Een onderbouwing van schadepost 4 ontbreekt in zijn geheel. Valkering heeft geen factuur overgelegd waardoor dit gedeelte van de vordering zal worden afgewezen.
5.9.
De conclusie is dat de kantonrechter de vordering van Valkering gedeeltelijk zal toewijzen.
5.10.
De gevorderde wettelijke rente over de hoofdsom en de gevorderde buitengerechtelijke incassokosten zijn, als niet weersproken, toewijsbaar. Het gevorderde bedrag aan buitengerechtelijke incassokosten zal worden toegewezen volgens het wettelijke tarief dat hoort bij de hoofdsom waartoe de VvE zal worden veroordeeld.
5.11.
De proceskosten komen voor rekening van de VvE, omdat zij ongelijk krijgt. Echter, omdat Valkering veel meer heeft gevorderd dan wordt toegewezen, heeft zij ook meer griffierecht moeten betalen.
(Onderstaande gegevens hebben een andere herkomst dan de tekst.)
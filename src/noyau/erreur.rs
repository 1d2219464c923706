// src/noyau/erreur.rs
//
// Erreurs du noyau (décomposition, construction, chirurgie d’arbre).
// L’évaluation ne produit jamais d’erreur : IEEE-754 (inf / NaN) fait foi.

use thiserror::Error;

use super::arbre::NodeId;

/// Résultat du noyau.
pub type Result<T> = std::result::Result<T, Error>;

#[derive(Debug, Clone, PartialEq, Error)]
pub enum Error {
    #[error("entrée vide")]
    Empty,

    #[error("position {position} : '{found}' inattendu (attendu : {expected})")]
    UnexpectedBracket {
        position: usize,
        expected: String,
        found: char,
    },

    #[error("position {position} : '{opening}' jamais refermé")]
    UnclosedBracket { position: usize, opening: char },

    #[error("position {position} : guillemet non refermé")]
    UnclosedText { position: usize },

    #[error("position {position} : nombre invalide '{text}'")]
    InvalidNumber { position: usize, text: String },

    #[error("position {position} : {found} inattendu (attendu : {expected})")]
    UnexpectedTerm {
        position: usize,
        found: String,
        expected: &'static str,
    },

    #[error("position {position} : opérande manquant pour '{operator}'")]
    MissingOperand { position: usize, operator: String },

    #[error("position {position} : ':' sans '?' correspondant")]
    DanglingVariant { position: usize },

    #[error("expression trop profonde (plus de {limit} niveaux)")]
    TooDeep { limit: usize },

    #[error("identificateur inconnu : {name}")]
    UnknownIdentifier { name: String },

    #[error("fonction inconnue : {name}/{arity}")]
    UnknownFunction { name: String, arity: usize },

    #[error("fonctionnelle inconnue : {name}/{arity}")]
    UnknownFunctional { name: String, arity: usize },

    #[error("{function} : paramètre '{parameter}' déclaré deux fois")]
    DuplicateParameter { function: String, parameter: String },

    #[error("{function} : argument '{parameter}' fourni deux fois")]
    DuplicateArgument { function: String, parameter: String },

    #[error("{function} : paramètre '{parameter}' inconnu")]
    UnknownParameter { function: String, parameter: String },

    #[error("{name} : paramètres invalides ({reason})")]
    InvalidFunctional { name: String, reason: &'static str },

    #[error("variable en lecture seule : {name}")]
    ReadOnly { name: String },

    #[error("liaison invalide « {text} » (attendu : nom = valeur)")]
    InvalidBinding { text: String },

    #[error("noeud {0:?} absent de l’arbre")]
    InvalidNode(NodeId),

    #[error("cycle : {child:?} est un ancêtre de {parent:?}")]
    Cycle { parent: NodeId, child: NodeId },

    #[error("chemin invalide : {0}")]
    InvalidPath(String),
}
De kantonrechter gaat daarom uit van de tarieven die zouden gelden voor een vordering tot Є 500,-. De gevorderde rente over de proceskosten zal worden toegewezen vanaf de datum gelegen 14 dagen na betekening van dit vonnis.

6.De beslissing

De kantonrechter:
6.1.
veroordeelt de VvE tot betaling aan Valkering van € 216,86, te vermeerderen met de wettelijke rente over dat bedrag vanaf 27 januari 2021 tot aan de dag van de gehele betaling;
6.2.
veroordeelt de VvE tot betaling aan Valkering van € 32,53 aan buitengerechtelijke incassokosten;
6.3.
veroordeelt de VvE tot betaling van de proceskosten, die de kantonrechter aan de kant van Valkering tot en met vandaag vaststelt op:
dagvaarding € 90,60
griffierecht € 126,00
salaris gemachtigde € 74,00;
vermeerderd met de wettelijke rente over de proceskosten ingaande de 15e dag na de datum van betekening van dit vonnis tot de dag van volledige betaling;
6.4.
verklaart dit vonnis uitvoerbaar bij voorraad;
6.5.
wijst de vordering voor het overige af.
Dit vonnis is gewezen door mr. J.H. Gisolf en op bovengenoemde datum in het openbaar uitgesproken in aanwezigheid van de griffier.